> WHAT THE TASK REQUIRES: Start at the line with "out.push(current);" in the records below, stop at the line with "fn match_case(template: &str, lower: &str)", and return every line in that span exactly, the two end lines included.

> LISTED RECORDS:
Segment Open
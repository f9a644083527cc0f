use crate::error::{CatalogError, CatalogResult, TransportKind};
use crate::models::{CountryRecord, Region, RegionName, RegionOption};
use crate::normalize::{normalize, RawCountryRecord};
use crate::util::locale_compare;
use serde::Deserialize;
use std::collections::{BTreeMap, HashMap, HashSet};
use std::sync::{Arc, RwLock};

/// Field allow-list sent with every full-record request.
pub(crate) const COUNTRY_FIELDS: &[&str] = &[
    "cca3",
    "name",
    "tld",
    "currencies",
    "region",
    "subregion",
    "languages",
    "capital",
    "latlng",
    "landlocked",
    "area",
    "maps",
    "population",
    "timezones",
    "flags",
    "startOfWeek",
    "borders",
];

#[derive(Deserialize, Clone, Debug)]
pub(crate) struct RegionOnly {
    #[serde(default)]
    pub region: String,
}

#[derive(Deserialize, Clone, Debug)]
pub(crate) struct CodeAndName {
    pub cca3: String,
    pub name: CommonNameOnly,
}

#[derive(Deserialize, Clone, Debug)]
pub(crate) struct CommonNameOnly {
    pub common: String,
}

/// Load state of the code -> common name table used for border navigation.
#[derive(Clone, Debug, PartialEq, Default)]
pub enum CodeTable {
    #[default]
    NotLoaded,
    Loading,
    Loaded(HashMap<String, String>),
    Failed(String),
}

#[derive(Clone, Debug, PartialEq, Eq)]
pub enum CodeLookup {
    Resolved(String),
    /// Table is loaded but has no entry for the code.
    Unknown,
    /// Table is still loading, or its load failed.
    NotLoaded,
}

/// Read-only client of the restcountries catalog.
///
/// Cloning is cheap; clones share the code table.
#[derive(Clone, Debug)]
pub struct CatalogClient {
    pub(crate) base_url: String,
    codes: Arc<RwLock<CodeTable>>,
}

impl CatalogClient {
    pub fn new(base_url: impl Into<String>) -> Self {
        Self {
            base_url: base_url.into().trim_end_matches('/').to_string(),
            codes: Arc::new(RwLock::new(CodeTable::NotLoaded)),
        }
    }

    pub(crate) fn url(&self, path: &str, fields: &[&str]) -> String {
        format!("{}{}?fields={}", self.base_url, path, fields.join(","))
    }

    pub(crate) fn region_path(region: &RegionName) -> String {
        format!("/region/{}", urlencoding::encode(region.as_str()))
    }

    pub(crate) fn name_path(name: &str) -> String {
        format!("/name/{}", urlencoding::encode(name))
    }

    async fn get_json<T: serde::de::DeserializeOwned>(&self, url: String) -> CatalogResult<T> {
        tracing::debug!(%url, "catalog request");

        let client = reqwest::Client::new();
        let res = client.get(&url).send().await.map_err(|e| {
            tracing::warn!(%url, error = %e, "catalog request failed");
            CatalogError::network(e)
        })?;

        let status = res.status();
        let body = res.text().await.map_err(CatalogError::network)?;
        if let Err(e) = Self::check_status(status, &body) {
            tracing::warn!(%url, %status, "catalog returned an error status");
            return Err(e);
        }
        serde_json::from_str(&body).map_err(CatalogError::decode)
    }

    /// Any non-2xx status is a transport failure carrying the status and body.
    pub(crate) fn check_status(status: reqwest::StatusCode, body: &str) -> CatalogResult<()> {
        if status.is_success() {
            Ok(())
        } else {
            Err(CatalogError::http(status, body))
        }
    }

    /// restcountries answers an unknown name with 404; that is a miss, not a failure.
    pub(crate) fn name_lookup_rows(
        name: &str,
        result: CatalogResult<Vec<RawCountryRecord>>,
    ) -> CatalogResult<Vec<RawCountryRecord>> {
        match result {
            Err(CatalogError::Transport {
                kind: TransportKind::Http { status: 404 },
                ..
            }) => Err(CatalogError::NotFound {
                name: name.to_string(),
            }),
            other => other,
        }
    }

    pub async fn fetch_all_regions(&self) -> CatalogResult<Vec<RegionOption>> {
        let rows: Vec<RegionOnly> = self.get_json(self.url("/all", &["region"])).await?;
        Ok(Self::parse_region_response(rows))
    }

    pub async fn fetch_all_countries(&self) -> CatalogResult<Vec<CountryRecord>> {
        let rows: Vec<RawCountryRecord> = self.get_json(self.url("/all", COUNTRY_FIELDS)).await?;
        Self::parse_country_list_response(rows)
    }

    /// A blank region falls back to the full catalog.
    pub async fn fetch_countries_by_region(&self, region: &str) -> CatalogResult<Vec<CountryRecord>> {
        match Region::parse(region) {
            Region::Any => self.fetch_all_countries().await,
            Region::Named(name) => {
                let rows: Vec<RawCountryRecord> = self
                    .get_json(self.url(&Self::region_path(&name), COUNTRY_FIELDS))
                    .await?;
                Self::parse_country_list_response(rows)
            }
        }
    }

    /// Base list for a region selector.
    pub async fn fetch_base_list(&self, region: &Region) -> CatalogResult<Vec<CountryRecord>> {
        match region {
            Region::Any => self.fetch_all_countries().await,
            Region::Named(name) => self.fetch_countries_by_region(name.as_str()).await,
        }
    }

    pub async fn fetch_country_by_exact_name(&self, name: &str) -> CatalogResult<CountryRecord> {
        let name = name.trim();
        if name.is_empty() {
            return Err(CatalogError::NotFound {
                name: String::new(),
            });
        }

        let result = self
            .get_json(self.url(&Self::name_path(name), COUNTRY_FIELDS))
            .await;
        let rows = Self::name_lookup_rows(name, result)?;

        Self::pick_exact_match(name, rows)
    }

    pub(crate) fn parse_region_response(rows: Vec<RegionOnly>) -> Vec<RegionOption> {
        let mut by_key: BTreeMap<RegionName, String> = BTreeMap::new();
        for row in rows {
            if let Some(key) = RegionName::parse(&row.region) {
                by_key
                    .entry(key)
                    .or_insert_with(|| row.region.trim().to_string());
            }
        }

        let mut out: Vec<RegionOption> = by_key
            .into_iter()
            .map(|(key, label)| RegionOption { key, label })
            .collect();
        out.sort_by(|a, b| a.label.cmp(&b.label));
        out
    }

    pub(crate) fn parse_country_list_response(
        rows: Vec<RawCountryRecord>,
    ) -> CatalogResult<Vec<CountryRecord>> {
        let mut out = rows
            .into_iter()
            .map(normalize)
            .collect::<CatalogResult<Vec<_>>>()?;

        let mut seen = HashSet::with_capacity(out.len());
        for c in &out {
            if !seen.insert(c.name.common.as_str()) {
                return Err(CatalogError::malformed(format!(
                    "duplicate common name {:?} ({})",
                    c.name.common, c.code
                )));
            }
        }

        out.sort_by(|a, b| locale_compare(&a.name.common, &b.name.common));
        Ok(out)
    }

    /// Prefers a record whose common name equals `name` (case-insensitive) over the
    /// API's first partial match.
    pub(crate) fn pick_exact_match(
        name: &str,
        rows: Vec<RawCountryRecord>,
    ) -> CatalogResult<CountryRecord> {
        let wanted = name.trim().to_lowercase();
        let exact = rows.iter().position(|r| {
            r.name
                .as_ref()
                .and_then(|n| n.common.as_deref())
                .is_some_and(|c| c.trim().to_lowercase() == wanted)
        });

        let raw = match exact {
            Some(i) => rows.into_iter().nth(i),
            None => rows.into_iter().next(),
        };

        match raw {
            Some(raw) => normalize(raw),
            None => Err(CatalogError::NotFound {
                name: name.to_string(),
            }),
        }
    }

    /// Populates the code -> name table. The app spawns this right after constructing
    /// the client; callers that need a name before it finishes get `CodeLookup::NotLoaded`.
    pub async fn load_code_table(&self) -> CatalogResult<usize> {
        self.set_code_table(CodeTable::Loading);

        match self
            .get_json::<Vec<CodeAndName>>(self.url("/all", &["cca3", "name"]))
            .await
        {
            Ok(rows) => {
                let table: HashMap<String, String> = rows
                    .into_iter()
                    .map(|r| (r.cca3.trim().to_uppercase(), r.name.common))
                    .collect();
                let n = table.len();
                tracing::debug!(entries = n, "country code table loaded");
                self.set_code_table(CodeTable::Loaded(table));
                Ok(n)
            }
            Err(e) => {
                tracing::warn!(error = %e, "country code table failed to load");
                self.set_code_table(CodeTable::Failed(e.to_string()));
                Err(e)
            }
        }
    }

    pub(crate) fn set_code_table(&self, table: CodeTable) {
        if let Ok(mut guard) = self.codes.write() {
            *guard = table;
        }
    }

    #[cfg(test)]
    pub fn code_table(&self) -> CodeTable {
        self.codes
            .read()
            .map(|t| t.clone())
            .unwrap_or(CodeTable::NotLoaded)
    }

    pub fn lookup_code(&self, code: &str) -> CatalogResult<CodeLookup> {
        let code = code.trim().to_uppercase();
        if code.chars().count() != 3 || !code.chars().all(|c| c.is_ascii_alphabetic()) {
            return Err(CatalogError::InvalidCodeFormat { code });
        }

        let Ok(guard) = self.codes.read() else {
            return Ok(CodeLookup::NotLoaded);
        };

        Ok(match &*guard {
            CodeTable::Loaded(table) => match table.get(&code) {
                Some(name) => CodeLookup::Resolved(name.clone()),
                None => CodeLookup::Unknown,
            },
            _ => CodeLookup::NotLoaded,
        })
    }

    /// Common name for `code`, or an empty string when the table cannot answer yet
    /// or has no such entry.
    pub fn resolve_code_to_name(&self, code: &str) -> CatalogResult<String> {
        match self.lookup_code(code)? {
            CodeLookup::Resolved(name) => Ok(name),
            CodeLookup::Unknown => {
                tracing::warn!(code, "unknown country code");
                Ok(String::new())
            }
            CodeLookup::NotLoaded => Ok(String::new()),
        }
    }
}
//! Case conversion and pluralization for resource names: `BlogPost` -> `blog_post`, `blog-posts`, `BlogPosts`.

/// Irregular English plurals (lowercase singular, lowercase plural).
const IRREGULAR: &[(&str, &str)] = &[
    ("person", "people"),
    ("child", "children"),
    ("man", "men"),
    ("woman", "women"),
    ("mouse", "mice"),
    ("datum", "data"),
];

/// Words whose plural equals the singular.
const UNCOUNTABLE: &[&str] = &["data", "information", "equipment", "series", "species", "news", "metadata"];

/// Split an identifier into words at case boundaries, `_`, `-` and spaces.
/// Acronym runs stay together: "APIKey" -> ["API", "Key"], "CreatedByID" -> ["Created", "By", "ID"].
fn words(s: &str) -> Vec<String> {
    let chars: Vec<char> = s.chars().collect();
    let mut out = Vec::new();
    let mut current = String::new();
    for (i, &c) in chars.iter().enumerate() {
        if c == '_' || c == '-' || c.is_whitespace() {
            if !current.is_empty() {
                out.push(std::mem::take(&mut current));
            }
            continue;
        }
        if c.is_uppercase() && !current.is_empty() {
            let prev = chars[i - 1];
            let next_is_lower = chars.get(i + 1).map(|n| n.is_lowercase()).unwrap_or(false);
            if prev.is_lowercase() || prev.is_ascii_digit() || (prev.is_uppercase() && next_is_lower) {
                out.push(std::mem::take(&mut current));
            }
        }
        current.push(c);
    }
    if !current.is_empty() {
        out.push(current);
    }
    out
}

/// Convert an identifier to snake_case.
/// e.g. "BlogPost" -> "blog_post", "CreatedByID" -> "created_by_id"
pub fn to_snake_case(s: &str) -> String {
    words(s)
        .iter()
        .map(|w| w.to_lowercase())
        .collect::<Vec<_>>()
        .join("_")
}

/// Convert an identifier to kebab-case.
/// e.g. "BlogPost" -> "blog-post"
pub fn to_kebab_case(s: &str) -> String {
    words(s)
        .iter()
        .map(|w| w.to_lowercase())
        .collect::<Vec<_>>()
        .join("-")
}

/// True for identifiers of the form `[A-Z][A-Za-z0-9]*`.
pub fn is_pascal_case(s: &str) -> bool {
    let mut chars = s.chars();
    match chars.next() {
        Some(c) if c.is_ascii_uppercase() => chars.all(|c| c.is_ascii_alphanumeric()),
        _ => false,
    }
}

/// Pluralize the last word of an identifier, keeping the casing of the input.
/// e.g. "Post" -> "Posts", "HistoryEntry" -> "HistoryEntries", "Address" -> "Addresses"
pub fn pluralize(word: &str) -> String {
    if word.is_empty() {
        return String::new();
    }
    let parts = words(word);
    let last = parts.last().map(String::as_str).unwrap_or(word);
    let head = &word[..word.len() - last.len()];
    let lower = last.to_lowercase();

    if UNCOUNTABLE.contains(&lower.as_str()) {
        return word.to_string();
    }
    if let Some((_, plural)) = IRREGULAR.iter().find(|(singular, _)| *singular == lower) {
        return format!("{}{}", head, match_case(last, plural));
    }

    let mut out = String::with_capacity(word.len() + 2);
    out.push_str(word);
    let ends_with = |suffix: &str| lower.ends_with(suffix);
    if ends_with("s") || ends_with("x") || ends_with("z") || ends_with("ch") || ends_with("sh") {
        out.push_str("es");
    } else if ends_with("y") && !ends_with_vowel_y(&lower) {
        out.pop();
        out.push_str("ies");
    } else {
        out.push('s');
    }
    out
}

fn ends_with_vowel_y(lower: &str) -> bool {
    let mut rev = lower.chars().rev();
    rev.next();
    matches!(rev.next(), Some('a' | 'e' | 'i' | 'o' | 'u'))
}

/// Apply the leading-capital convention of `template` to a lowercase word.
fn match_case(template: &str, lower: &str) -> String {
    let capitalized = template.chars().next().map(char::is_uppercase).unwrap_or(false);
    if !capitalized {
        return lower.to_string();
    }
    let mut chars = lower.chars();
    match chars.next() {
        Some(first) => first.to_uppercase().chain(chars).collect(),
        None => String::new(),
    }
}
Segment Closed
> TASK OUTPUT:
        out.push(current);
    }
    out
}

/// Convert an identifier to snake_case.
/// e.g. "BlogPost" -> "blog_post", "CreatedByID" -> "created_by_id"
pub fn to_snake_case(s: &str) -> String {
    words(s)
        .iter()
        .map(|w| w.to_lowercase())
        .collect::<Vec<_>>()
        .join("_")
}

/// Convert an identifier to kebab-case.
/// e.g. "BlogPost" -> "blog-post"
pub fn to_kebab_case(s: &str) -> String {
    words(s)
        .iter()
        .map(|w| w.to_lowercase())
        .collect::<Vec<_>>()
        .join("-")
}

/// True for identifiers of the form `[A-Z][A-Za-z0-9]*`.
pub fn is_pascal_case(s: &str) -> bool {
    let mut chars = s.chars();
    match chars.next() {
        Some(c) if c.is_ascii_uppercase() => chars.all(|c| c.is_ascii_alphanumeric()),
        _ => false,
    }
}

/// Pluralize the last word of an identifier, keeping the casing of the input.
/// e.g. "Post" -> "Posts", "HistoryEntry" -> "HistoryEntries", "Address" -> "Addresses"
pub fn pluralize(word: &str) -> String {
    if word.is_empty() {
        return String::new();
    }
    let parts = words(word);
    let last = parts.last().map(String::as_str).unwrap_or(word);
    let head = &word[..word.len() - last.len()];
    let lower = last.to_lowercase();

    if UNCOUNTABLE.contains(&lower.as_str()) {
        return word.to_string();
    }
    if let Some((_, plural)) = IRREGULAR.iter().find(|(singular, _)| *singular == lower) {
        return format!("{}{}", head, match_case(last, plural));
    }

    let mut out = String::with_capacity(word.len() + 2);
    out.push_str(word);
    let ends_with = |suffix: &str| lower.ends_with(suffix);
    if ends_with("s") || ends_with("x") || ends_with("z") || ends_with("ch") || ends_with("sh") {
        out.push_str("es");
    } else if ends_with("y") && !ends_with_vowel_y(&lower) {
        out.pop();
        out.push_str("ies");
    } else {
        out.push('s');
    }
    out
}

fn ends_with_vowel_y(lower: &str) -> bool {
    let mut rev = lower.chars().rev();
    rev.next();
    matches!(rev.next(), Some('a' | 'e' | 'i' | 'o' | 'u'))
}

/// Apply the leading-capital convention of `template` to a lowercase word.
fn match_case(template: &str, lower: &str) -> String {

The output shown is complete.